Yesterday, on the Day of Diplomatic Worker, senior lecturer at the School of Oriental Studies of the Higher School of Economics, Vladimir Zakharov, discussed the prospects of Russian-Chinese cooperation in an interview with Vestnik Kavkaza.

- What is diplomacy, in your opinion? Is it a science, a certain set of skills or art?

- All of this. I don't want to quote any classical definitions of diplomacy, a set of rules, which concerns international relations, foreign policy of certain states. But diplomacy also concerns everyday relations. When someone says that a person is diplomatic, it can have a double meaning. For example, it can be understood as a desire to hide some part of the truth, desire to achieve certain goals by telling people what they want to hear. Modern diplomacy uses all possible methods and techniques, that were invented by specialists in foreign policy and international relations over the years. That's why I believe that above all, diplomacy is a science, international law, and a great art. Look at our Foreign Minister - he speaks like he writes and writes like he speaks. It's a rare quality, he has a gift of knowing language, and not one, but also english and others, and he can transfer all of his thoughts both on paper and in the public field. He is an orator and a publicist, he is a man able to engage in polemics, find clear arguments to prove his truth. Diplomacy is also an apparatus - Ministry of Foreign Affairs, embassies, consulates. It's also a negotiating process. There are many definitions, but most importantly, diplomacy means a circle of people, who can maintain relations, who are able to solve problems in the interests of their country, their state, their people.

- You've been working in Beijing for a long time. What are the prospects of Russian-Chinese relations?

- In the words of Mao Zedong, we have great prospects, but the way to achieve them is not so direct. The stimulus for development of our relations is the fact that we are two large countries - one is the most populous and the other has the largest territory. The length of our common border is more than 4 thousand kilometers, so we will always be friends. This is a geopolitical factor that we have to take into account. Right now China is the first or second economic superpower of the world. If we consider purchasing power parity, Chinese have already reached the first place, but by absolute figures they are still in the second place. A lot of thing unite us in foreign policy. We closely cooperate in the UN Security Council and almost always vote in solidarity. We disagreed on some positions in very rare cases, but overall, our position in international organizations is the same.
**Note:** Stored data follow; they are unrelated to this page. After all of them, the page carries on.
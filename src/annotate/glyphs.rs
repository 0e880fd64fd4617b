//! Tiny 3x5 bitmap font for digits and `%`
//!
//! Enough to print confidence labels without shipping a font file.

use image::{Rgb, RgbImage};
use imageproc::drawing::draw_filled_rect_mut;
use imageproc::rect::Rect;

const GLYPH_WIDTH: u32 = 3;
const GLYPH_HEIGHT: u32 = 5;
/// Blank columns between glyphs, in font pixels
const GLYPH_SPACING: u32 = 1;

/// Rows top to bottom, bit 2 is the leftmost column
fn glyph(c: char) -> Option<[u8; 5]> {
    let rows = match c {
        '0' => [0b111, 0b101, 0b101, 0b101, 0b111],
        '1' => [0b010, 0b110, 0b010, 0b010, 0b111],
        '2' => [0b111, 0b001, 0b111, 0b100, 0b111],
        '3' => [0b111, 0b001, 0b111, 0b001, 0b111],
        '4' => [0b101, 0b101, 0b111, 0b001, 0b001],
        '5' => [0b111, 0b100, 0b111, 0b001, 0b111],
        '6' => [0b111, 0b100, 0b111, 0b101, 0b111],
        '7' => [0b111, 0b001, 0b001, 0b001, 0b001],
        '8' => [0b111, 0b101, 0b111, 0b101, 0b111],
        '9' => [0b111, 0b101, 0b111, 0b001, 0b111],
        '%' => [0b101, 0b001, 0b010, 0b100, 0b101],
        _ => return None,
    };
    Some(rows)
}

/// Pixel size of `text` drawn at `scale`
pub fn text_size(text: &str, scale: u32) -> (u32, u32) {
    let count = text.chars().count() as u32;
    if count == 0 {
        return (0, 0);
    }
    let width = count * GLYPH_WIDTH + (count - 1) * GLYPH_SPACING;
    (width * scale, GLYPH_HEIGHT * scale)
}

/// Draw `text` with its top-left corner at (x, y); unknown characters render blank
pub fn draw_text(canvas: &mut RgbImage, x: i32, y: i32, text: &str, scale: u32, color: Rgb<u8>) {
    let scale = scale.max(1);
    let advance = ((GLYPH_WIDTH + GLYPH_SPACING) * scale) as i32;

    for (index, c) in text.chars().enumerate() {
        let Some(rows) = glyph(c) else {
            continue;
        };
        let origin_x = x + index as i32 * advance;

        for (row, bits) in rows.iter().enumerate() {
            for col in 0..GLYPH_WIDTH {
                if bits & (1 << (GLYPH_WIDTH - 1 - col)) == 0 {
                    continue;
                }
                let cell = Rect::at(
                    origin_x + (col * scale) as i32,
                    y + row as i32 * scale as i32,
                )
                .of_size(scale, scale);
                draw_filled_rect_mut(canvas, cell, color);
            }
        }
    }
}
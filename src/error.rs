use axum::{
    http::StatusCode,
    response::{IntoResponse, Response},
    Json,
};
use serde::Serialize;
use thiserror::Error;

#[derive(Error, Debug)]
pub enum OcrError {
    #[error("Invalid input: {0}")]
    InvalidInput(String),

    #[error("OCR engine unavailable: {0}")]
    EngineUnavailable(String),

    #[error(
        "Language data not installed: {} (available: {})",
        missing.join(", "),
        available.join(", ")
    )]
    UnsupportedLanguage {
        missing: Vec<String>,
        available: Vec<String>,
    },

    #[error("OCR engine failed: {0}")]
    EngineInvocationFailed(String),

    #[error("Image too large: {size} bytes (max: {max} bytes)")]
    ImageTooLarge { size: usize, max: usize },

    #[error("Upload exceeds the {max} byte limit")]
    UploadTooLarge { max: usize },

    #[error("Missing file in request")]
    MissingFile,

    #[error("Invalid request: {0}")]
    InvalidRequest(String),

    #[error("Internal error: {0}")]
    Internal(String),
}

impl OcrError {
    /// Stable machine-readable code for this error kind
    pub fn code(&self) -> &'static str {
        match self {
            OcrError::InvalidInput(_) => "INVALID_INPUT",
            OcrError::EngineUnavailable(_) => "ENGINE_UNAVAILABLE",
            OcrError::UnsupportedLanguage { .. } => "UNSUPPORTED_LANGUAGE",
            OcrError::EngineInvocationFailed(_) => "ENGINE_FAILED",
            OcrError::ImageTooLarge { .. } | OcrError::UploadTooLarge { .. } => "IMAGE_TOO_LARGE",
            OcrError::MissingFile => "MISSING_FILE",
            OcrError::InvalidRequest(_) => "INVALID_REQUEST",
            OcrError::Internal(_) => "INTERNAL_ERROR",
        }
    }

    fn status(&self) -> StatusCode {
        match self {
            OcrError::InvalidInput(_) => StatusCode::BAD_REQUEST,
            OcrError::EngineUnavailable(_) => StatusCode::SERVICE_UNAVAILABLE,
            OcrError::UnsupportedLanguage { .. } => StatusCode::UNPROCESSABLE_ENTITY,
            OcrError::EngineInvocationFailed(_) => StatusCode::BAD_GATEWAY,
            OcrError::ImageTooLarge { .. } | OcrError::UploadTooLarge { .. } => {
                StatusCode::PAYLOAD_TOO_LARGE
            }
            OcrError::MissingFile => StatusCode::BAD_REQUEST,
            OcrError::InvalidRequest(_) => StatusCode::BAD_REQUEST,
            OcrError::Internal(_) => StatusCode::INTERNAL_SERVER_ERROR,
        }
    }
}

#[derive(Serialize)]
pub struct ErrorResponse {
    pub error: String,
    pub code: String,
}

impl IntoResponse for OcrError {
    fn into_response(self) -> Response {
        let status = self.status();
        if status.is_server_error() {
            tracing::error!("Request failed: {}", self);
        } else {
            tracing::warn!("Request rejected: {}", self);
        }

        let body = Json(ErrorResponse {
            error: self.to_string(),
            code: self.code().to_string(),
        });

        (status, body).into_response()
    }
}

#[cfg(test)]
mod tests {
    use super::*;

    #[test]
    fn test_unsupported_language_message_lists_codes() {
        let err = OcrError::UnsupportedLanguage {
            missing: vec!["xyz".to_string()],
            available: vec!["eng".to_string(), "osd".to_string()],
        };
        let msg = err.to_string();
        assert!(msg.contains("xyz"));
        assert!(msg.contains("eng, osd"));
        assert_eq!(err.code(), "UNSUPPORTED_LANGUAGE");
    }

    #[test]
    fn test_status_mapping() {
        assert_eq!(
            OcrError::InvalidInput("x".into()).status(),
            StatusCode::BAD_REQUEST
        );
        assert_eq!(
            OcrError::EngineUnavailable("x".into()).status(),
            StatusCode::SERVICE_UNAVAILABLE
        );
        assert_eq!(
            OcrError::ImageTooLarge { size: 2, max: 1 }.status(),
            StatusCode::PAYLOAD_TOO_LARGE
        );

        let upload = OcrError::UploadTooLarge { max: 1_000 };
        assert_eq!(upload.status(), StatusCode::PAYLOAD_TOO_LARGE);
        assert_eq!(upload.code(), "IMAGE_TOO_LARGE");
    }
}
This interest can be explained by the fact that China needs our mineral resources. We have large-scale oil, gas, forest and technological projects. We have great prospects, but, unfortunately, there is no serious cooperation in the fields of loans, investments. There are many factors in favor of development of our cooperation with China, but we know little about each other, we learn something new through Western media. It's an effect of distorted mirror, when we receive wrong interpretation of certain information. So far our media represented in China poorly.

- How can we change this situation?

We must learn Chinese, people of China should learn Russian. 100 Russian universities are actively teaching Chinese language, but it's still not enough. The quality in most universities is pretty bad. People usually learn language through practice, when they go and study in China. The number of Chinese students studying in Russia right now is around 10 thousand people. No one knows the exact data. The number of Russian students in China is the same. Most of our students pay to study in China. This shows a great interest, but it's not in line with objectives, set by heads of Russian educational institutions. There's a hope that the number of students should reach one hundred thousand people in the near future. But this figure doesn't correspond to the reality. We are far from achieving this goal.
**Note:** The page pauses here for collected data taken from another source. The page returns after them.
use crate::error::OcrError;
use image::{DynamicImage, GrayImage, Luma};

/// Convert image to single-channel luminance
pub fn apply(image: DynamicImage) -> Result<DynamicImage, OcrError> {
    Ok(DynamicImage::ImageLuma8(luminance(&image)))
}

/// ITU-R 601-2 luma: L = R * 299/1000 + G * 587/1000 + B * 114/1000
///
/// Alpha is dropped; single-channel 8-bit input is returned as is.
pub fn luminance(image: &DynamicImage) -> GrayImage {
    if let DynamicImage::ImageLuma8(gray) = image {
        return gray.clone();
    }

    let rgb = image.to_rgb8();
    GrayImage::from_fn(rgb.width(), rgb.height(), |x, y| {
        let [r, g, b] = rgb.get_pixel(x, y).0;
        let weighted = u32::from(r) * 299 + u32::from(g) * 587 + u32::from(b) * 114;
        Luma([((weighted + 500) / 1000) as u8])
    })
}
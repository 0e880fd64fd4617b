//! Engine that replays canned rows
//!
//! Lets the pipeline and the HTTP layer be exercised without a tesseract
//! installation.

use crate::engine::{OcrEngine, RawWord, RecognitionConfig, WORD_LEVEL};
use crate::error::OcrError;
use image::DynamicImage;
use std::sync::atomic::{AtomicUsize, Ordering};

pub struct FixedEngine {
    rows: Vec<RawWord>,
    languages: Vec<String>,
    calls: AtomicUsize,
}

impl FixedEngine {
    /// An engine with `eng` installed that always reports `rows`
    pub fn new(rows: Vec<RawWord>) -> Self {
        Self {
            rows,
            languages: vec!["eng".to_string(), "osd".to_string()],
            calls: AtomicUsize::new(0),
        }
    }

    pub fn with_languages(mut self, languages: &[&str]) -> Self {
        self.languages = languages.iter().map(|l| l.to_string()).collect();
        self
    }

    /// Number of times `recognize` has been called
    pub fn calls(&self) -> usize {
        self.calls.load(Ordering::SeqCst)
    }
}

/// Build a word-level row on the given line
pub fn word(line: u32, text: &str, bbox: (i64, i64, i64, i64), confidence: f32) -> RawWord {
    let (left, top, width, height) = bbox;
    RawWord {
        level: WORD_LEVEL,
        page: 1,
        block: 1,
        paragraph: 1,
        line,
        word: 0,
        left,
        top,
        width,
        height,
        confidence,
        text: text.to_string(),
    }
}

impl OcrEngine for FixedEngine {
    fn name(&self) -> &'static str {
        "fixed"
    }

    fn description(&self) -> &'static str {
        "Replays a fixed set of recognition rows"
    }

    fn version(&self) -> Result<String, OcrError> {
        Ok(format!("fixed {}", env!("CARGO_PKG_VERSION")))
    }

    fn available_languages(&self) -> Result<Vec<String>, OcrError> {
        Ok(self.languages.clone())
    }

    fn recognize(
        &self,
        _image: &DynamicImage,
        _config: &RecognitionConfig,
    ) -> Result<Vec<RawWord>, OcrError> {
        self.calls.fetch_add(1, Ordering::SeqCst);
        Ok(self.rows.clone())
    }
}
Of course, there could have been more of them, if there was a bigger economic and practical cooperation between our countries, which would attract bigger number of students. But so far we are not at very active level. Although we have several Confucius Institutes - cultural centers, centers where people learn Chinese. They usually work under universities. But it's not enough, because Chinese language is difficult, it's hard to learn it - you must learn hieroglyphics, master pronunciation. But most importantly, this knowledge must be in demand. It shouldn't be just a hobby. But so far there's not much progress.

- Is it possible to improve cooperation through the development of tourism?
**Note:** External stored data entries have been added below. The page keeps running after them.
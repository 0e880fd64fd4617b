use crate::annotate::{self, AnnotateOptions, AnnotatedImage};
use crate::engine::{OcrEngine, RecognitionConfig};
use crate::error::OcrError;
use crate::preprocessing::{Pipeline, PreprocessOptions, StepTiming};
use crate::recognition::{self, WordResult};
use image::DynamicImage;
use std::sync::Arc;
use std::time::Instant;

/// Everything one OCR run produces
#[derive(Debug, Clone)]
pub struct OcrSummary {
    pub full_text: String,
    pub words: Vec<WordResult>,
    pub mean_confidence: Option<f32>,
    pub annotated: AnnotatedImage,
    pub preprocessing: Vec<StepTiming>,
    pub processing_time_ms: u64,
}

/// Runs preprocessing, recognition and annotation as one unit
#[derive(Clone)]
pub struct OcrProcessor {
    engine: Arc<dyn OcrEngine>,
    annotate: AnnotateOptions,
}

impl OcrProcessor {
    pub fn new(engine: Arc<dyn OcrEngine>) -> Self {
        Self {
            engine,
            annotate: AnnotateOptions::default(),
        }
    }

    pub fn with_annotate_options(mut self, options: AnnotateOptions) -> Self {
        self.annotate = options;
        self
    }

    pub fn engine(&self) -> &dyn OcrEngine {
        self.engine.as_ref()
    }

    /// Run the full pipeline on `image`
    ///
    /// The first failing stage ends the run and its error is returned as is.
    /// Boxes are drawn on the original image, not the preprocessed one.
    pub fn run(
        &self,
        image: DynamicImage,
        config: &RecognitionConfig,
        preprocess: &PreprocessOptions,
    ) -> Result<OcrSummary, OcrError> {
        let start = Instant::now();
        let pipeline = Pipeline::new(*preprocess)?;

        let prepared = pipeline.process(image.clone())?;
        let result = recognition::recognize(self.engine.as_ref(), &prepared.image, config)?;
        let annotated = annotate::annotate(&image, &result, &self.annotate);

        let mean_confidence = result.mean_confidence();
        let processing_time_ms = start.elapsed().as_millis() as u64;

        tracing::info!(
            "OCR completed in {}ms ({} words, mean confidence: {}, languages: {})",
            processing_time_ms,
            result.words.len(),
            mean_confidence
                .map(|c| format!("{:.1}", c))
                .unwrap_or_else(|| "n/a".to_string()),
            config.language_arg()
        );

        Ok(OcrSummary {
            full_text: result.full_text,
            words: result.words,
            mean_confidence,
            annotated,
            preprocessing: prepared.steps,
            processing_time_ms,
        })
    }
}

#[cfg(test)]
mod tests {
    use super::*;
    use crate::engines::fixed::{word, FixedEngine};
    use image::{Rgb, RgbImage};

    fn page() -> DynamicImage {
        DynamicImage::ImageRgb8(RgbImage::from_pixel(200, 80, Rgb([250, 250, 250])))
    }

    fn processor(engine: FixedEngine) -> (OcrProcessor, Arc<FixedEngine>) {
        let engine = Arc::new(engine);
        (OcrProcessor::new(engine.clone()), engine)
    }

    #[test]
    fn test_run_assembles_summary() {
        let (processor, _) = processor(FixedEngine::new(vec![
            word(1, "TEST", (10, 20, 60, 30), 96.0),
            word(1, "123", (90, 20, 50, 30), 64.0),
        ]));
        let config = RecognitionConfig::new("eng").unwrap();

        let summary = processor
            .run(page(), &config, &PreprocessOptions::default())
            .unwrap();

        assert_eq!(summary.full_text, "TEST 123");
        assert_eq!(summary.words.len(), 2);
        assert_eq!(summary.mean_confidence, Some(80.0));
        assert_eq!(summary.annotated.counts.high, 1);
        assert_eq!(summary.annotated.counts.medium, 1);
        assert_eq!(summary.annotated.image.dimensions(), (200, 80));
    }

    #[test]
    fn test_annotation_uses_original_colors() {
        let (processor, _) = processor(FixedEngine::new(vec![word(
            1,
            "x",
            (10, 20, 20, 20),
            90.0,
        )]));
        let config = RecognitionConfig::new("eng").unwrap();
        let input = DynamicImage::ImageRgb8(RgbImage::from_pixel(100, 60, Rgb([10, 20, 200])));

        let summary = processor
            .run(input, &config, &crate::preprocessing::Preset::Minimal.options())
            .unwrap();

        // Grayscale preprocessing must not leak into the annotated output
        assert_eq!(summary.annotated.image.get_pixel(90, 50), &Rgb([10, 20, 200]));
        assert_eq!(summary.preprocessing.len(), 1);
    }

    #[test]
    fn test_invalid_preprocessing_stops_before_engine() {
        let (processor, engine) = processor(FixedEngine::new(Vec::new()));
        let config = RecognitionConfig::new("eng").unwrap();
        let options = PreprocessOptions {
            contrast: true,
            contrast_factor: 0.0,
            ..PreprocessOptions::default()
        };

        let err = processor.run(page(), &config, &options).unwrap_err();
        assert!(matches!(err, OcrError::InvalidInput(_)));
        assert_eq!(engine.calls(), 0);
    }

    #[test]
    fn test_unsupported_language_propagates() {
        let (processor, engine) = processor(FixedEngine::new(vec![word(
            1,
            "TEST",
            (0, 0, 10, 10),
            90.0,
        )]));
        let config = RecognitionConfig::new("xyz").unwrap();

        let err = processor
            .run(page(), &config, &PreprocessOptions::default())
            .unwrap_err();
        assert!(matches!(err, OcrError::UnsupportedLanguage { .. }));
        assert_eq!(engine.calls(), 0);
    }
}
- Yes. The number of Chinese tourists is growing actively. If we are talking about our main museums, Hermitage and Tretyakov Gallery, Chinese are the main foreign tourists there. Ecological tourism is currently very popular in China - many Chinese tourists travel to Baikal. In the winter tourist travel there for fishing and in the summer they like the fresh air of this lake. They also often travel to Volga. There's also so-called "red tourism". They get on a ship in Tver or Moscow and travel to, say, Ulyanovsk, visiting places associated with the name of Lenin and other revolutionaries. Recently Russia restored museum near Moscow, which hosted the Congress of the Communist Party of China in the 1920s. Now in addition to tourist sights in Moscow, Chinese tourists also visit this museum. 

We must use every opportunity to get to know each other better, invite Chinese tourists here, because it also has economic effect. If we will have progress in the practical field, in the economic field, it will strengthen our cooperation, our common desire to live in peace and use our ties to strengthen cooperation in all areas.